*What this task involves*: Search the entries for the word "TestApp" and copy each line that has it.
┌─ The input
#![allow(dead_code)]

use std::sync::Arc;

use axum::{
    body::{to_bytes, Body},
    http::{Method, Request, StatusCode},
    Router,
};
use bititec_api::{
    auth::{Claims, Role},
    config::AppConfig,
    db,
    events::{self, EventSender},
    AppState,
};
use chrono::Utc;
use serde_json::{json, Value};
use tempfile::TempDir;
use tokio::sync::mpsc;
use tower::ServiceExt;
use uuid::Uuid;

pub const TEST_JWT_SECRET: &str =
    "integration_test_secret_for_bititec_api_tokens_must_be_64_chars_long!";

/// Application router on a throwaway SQLite file
pub struct TestApp {
    router: Router,
    pub state: AppState,
    _dir: TempDir,
    _event_task: tokio::task::JoinHandle<()>,
}

/// Status plus parsed JSON body (Null when empty)
pub struct TestResponse {
    pub status: StatusCode,
    pub body: Value,
}

impl TestApp {
    pub async fn new() -> Self {
        let dir = tempfile::tempdir().expect("temp dir");
        let db_path = dir.path().join("bititec_test.db");

        let mut cfg = AppConfig::new(
            format!("sqlite://{}?mode=rwc", db_path.display()),
            TEST_JWT_SECRET.to_string(),
            "127.0.0.1".to_string(),
            18_080,
            "test".to_string(),
        );
        cfg.auto_migrate = true;
        cfg.db_max_connections = 4;
        cfg.db_min_connections = 1;

        let pool = db::establish_connection_from_app_config(&cfg)
            .await
            .expect("failed to create test database");
        db::run_migrations(&pool)
            .await
            .expect("failed to run migrations in tests");

        let (event_tx, event_rx) = mpsc::channel(256);
        let event_sender = EventSender::new(event_tx);
        let event_task = tokio::spawn(events::process_events(event_rx));

        let state = AppState::new(Arc::new(pool), cfg, event_sender);
        let router = bititec_api::build_router(state.clone());

        Self {
            router,
            state,
            _dir: dir,
            _event_task: event_task,
        }
    }

    /// Bearer token for a fresh user holding `role`
    pub fn token_for(&self, role: Role) -> String {
        self.token_for_user(Uuid::new_v4(), role)
    }

    pub fn token_for_user(&self, user_id: Uuid, role: Role) -> String {
        let now = Utc::now().timestamp();
        let claims = Claims {
            sub: user_id.to_string(),
            name: Some(format!("{} user", role)),
            role: role.as_str().to_string(),
            iat: now,
            exp: now + 3600,
        };
        jsonwebtoken::encode(
            &jsonwebtoken::Header::new(jsonwebtoken::Algorithm::HS256),
            &claims,
            &jsonwebtoken::EncodingKey::from_secret(TEST_JWT_SECRET.as_bytes()),
        )
        .expect("encode access token")
    }

    /// Token of a director, who may edit anything
    pub fn admin_token(&self) -> String {
        self.token_for(Role::Director)
    }

    pub async fn request(
        &self,
        method: Method,
        uri: &str,
        body: Option<Value>,
        token: Option<&str>,
    ) -> TestResponse {
        let mut builder = Request::builder().method(method).uri(uri);
        if let Some(tok) = token {
            builder = builder.header("authorization", format!("Bearer {}", tok));
        }

        let body = if let Some(json) = body {
            builder = builder.header("content-type", "application/json");
            Body::from(serde_json::to_vec(&json).expect("serialize request body"))
        } else {
            Body::empty()
        };

        let response = self
            .router
            .clone()
            .oneshot(builder.body(body).expect("build request"))
            .await
            .expect("router error during test request");

        let status = response.status();
        let bytes = to_bytes(response.into_body(), usize::MAX)
            .await
            .expect("read response body");
        let body = if bytes.is_empty() {
            Value::Null
        } else {
            serde_json::from_slice(&bytes).expect("response body is JSON")
        };
        TestResponse { status, body }
    }

    pub async fn as_admin(&self, method: Method, uri: &str, body: Option<Value>) -> TestResponse {
        let token = self.admin_token();
        self.request(method, uri, body, Some(&token)).await
    }

    // Seeding helpers go through the API so they exercise the same paths.

    pub async fn create_store(&self) -> Uuid {
        let res = self
            .as_admin(
                Method::POST,
                "/api/v1/stores",
                Some(json!({
                    "store_name": format!("Store {}", &Uuid::new_v4().to_string()[..8]),
                    "location": "Industrial Area"
                })),
            )
            .await;
        assert_eq!(res.status, StatusCode::CREATED, "{}", res.body);
        id_of(&res.body)
    }

    pub async fn create_client(&self) -> Uuid {
        let res = self
            .as_admin(
                Method::POST,
                "/api/v1/clients",
                Some(json!({
                    "client_name": format!("Client {}", &Uuid::new_v4().to_string()[..8]),
                    "client_location": "Westlands"
                })),
            )
            .await;
        assert_eq!(res.status, StatusCode::CREATED, "{}", res.body);
        id_of(&res.body)
    }

    pub async fn create_part(&self, store_id: Uuid, quantity: i32) -> Uuid {
        let res = self
            .as_admin(
                Method::POST,
                "/api/v1/parts",
                Some(json!({
                    "store_id": store_id,
                    "part_name": "Fuser unit",
                    "part_type": "Fuser",
                    "ref_no": format!("FU-{}", Uuid::new_v4()),
                    "unit_value": "4500.00",
                    "quantity": quantity
                })),
            )
            .await;
        assert_eq!(res.status, StatusCode::CREATED, "{}", res.body);
        id_of(&res.body)
    }

    pub async fn create_machine(&self, store_id: Uuid) -> Uuid {
        let res = self
            .as_admin(
                Method::POST,
                "/api/v1/machines",
                Some(json!({
                    "store_id": store_id,
                    "machine_name": "TASKalfa 3253ci",
                    "machine_type": "Copier",
                    "serial_no": format!("SN-{}", Uuid::new_v4()),
                    "machine_condition": "New",
                    "unit_value": "350000.00"
                })),
            )
            .await;
        assert_eq!(res.status, StatusCode::CREATED, "{}", res.body);
        id_of(&res.body)
    }

    pub async fn create_lease(&self, client_id: Uuid, machine_id: Uuid, store_id: Uuid) -> Uuid {
        let res = self
            .as_admin(
                Method::POST,
                "/api/v1/leases",
                Some(json!({
                    "client_id": client_id,
                    "item_id": machine_id,
                    "store_id": store_id,
                    "from_date": "2026-01-01",
                    "to_date": "2026-12-31",
                    "contract_type": "Lease"
                })),
            )
            .await;
        assert_eq!(res.status, StatusCode::CREATED, "{}", res.body);
        id_of(&res.body)
    }

    pub async fn create_walk_in_call(&self) -> Uuid {
        let res = self
            .as_admin(
                Method::POST,
                "/api/v1/calls",
                Some(json!({
                    "contract_type": "WalkIn",
                    "client_name": "Counter customer",
                    "client_location": "CBD",
                    "walk_in_machine_name": "ECOSYS M2040dn",
                    "walk_in_serial_no": "VCF9X01234",
                    "reported_by": "Front desk",
                    "fault_reported": "Paper jam on every print"
                })),
            )
            .await;
        assert_eq!(res.status, StatusCode::CREATED, "{}", res.body);
        id_of(&res.body)
    }

    pub async fn create_store_inquiry(&self, call_id: Uuid, part_id: Uuid, quantity: i32) -> Uuid {
        let res = self
            .as_admin(
                Method::POST,
                "/api/v1/store-inquiries",
                Some(json!({
                    "service_call_id": call_id,
                    "part_name": "Fuser unit",
                    "part_id": part_id,
                    "quantity": quantity
                })),
            )
            .await;
        assert_eq!(res.status, StatusCode::CREATED, "{}", res.body);
        id_of(&res.body)
    }

    pub async fn part_quantity(&self, part_id: Uuid) -> i64 {
        let res = self
            .as_admin(Method::GET, &format!("/api/v1/parts/{}", part_id), None)
            .await;
        assert_eq!(res.status, StatusCode::OK, "{}", res.body);
        res.body["quantity"].as_i64().expect("quantity")
    }

    pub async fn part_view(&self, part_id: Uuid) -> Value {
        let res = self
            .as_admin(Method::GET, &format!("/api/v1/parts/{}", part_id), None)
            .await;
        assert_eq!(res.status, StatusCode::OK, "{}", res.body);
        res.body["stock"].clone()
    }
}

impl Drop for TestApp {
    fn drop(&mut self) {
        self._event_task.abort();
    }
}

pub fn id_of(body: &Value) -> Uuid {
    body["id"]
        .as_str()
        .and_then(|s| Uuid::parse_str(s).ok())
        .unwrap_or_else(|| panic!("no id in {}", body))
}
└─
*Answer to this task*:
pub struct TestApp {
impl TestApp {
impl Drop for TestApp {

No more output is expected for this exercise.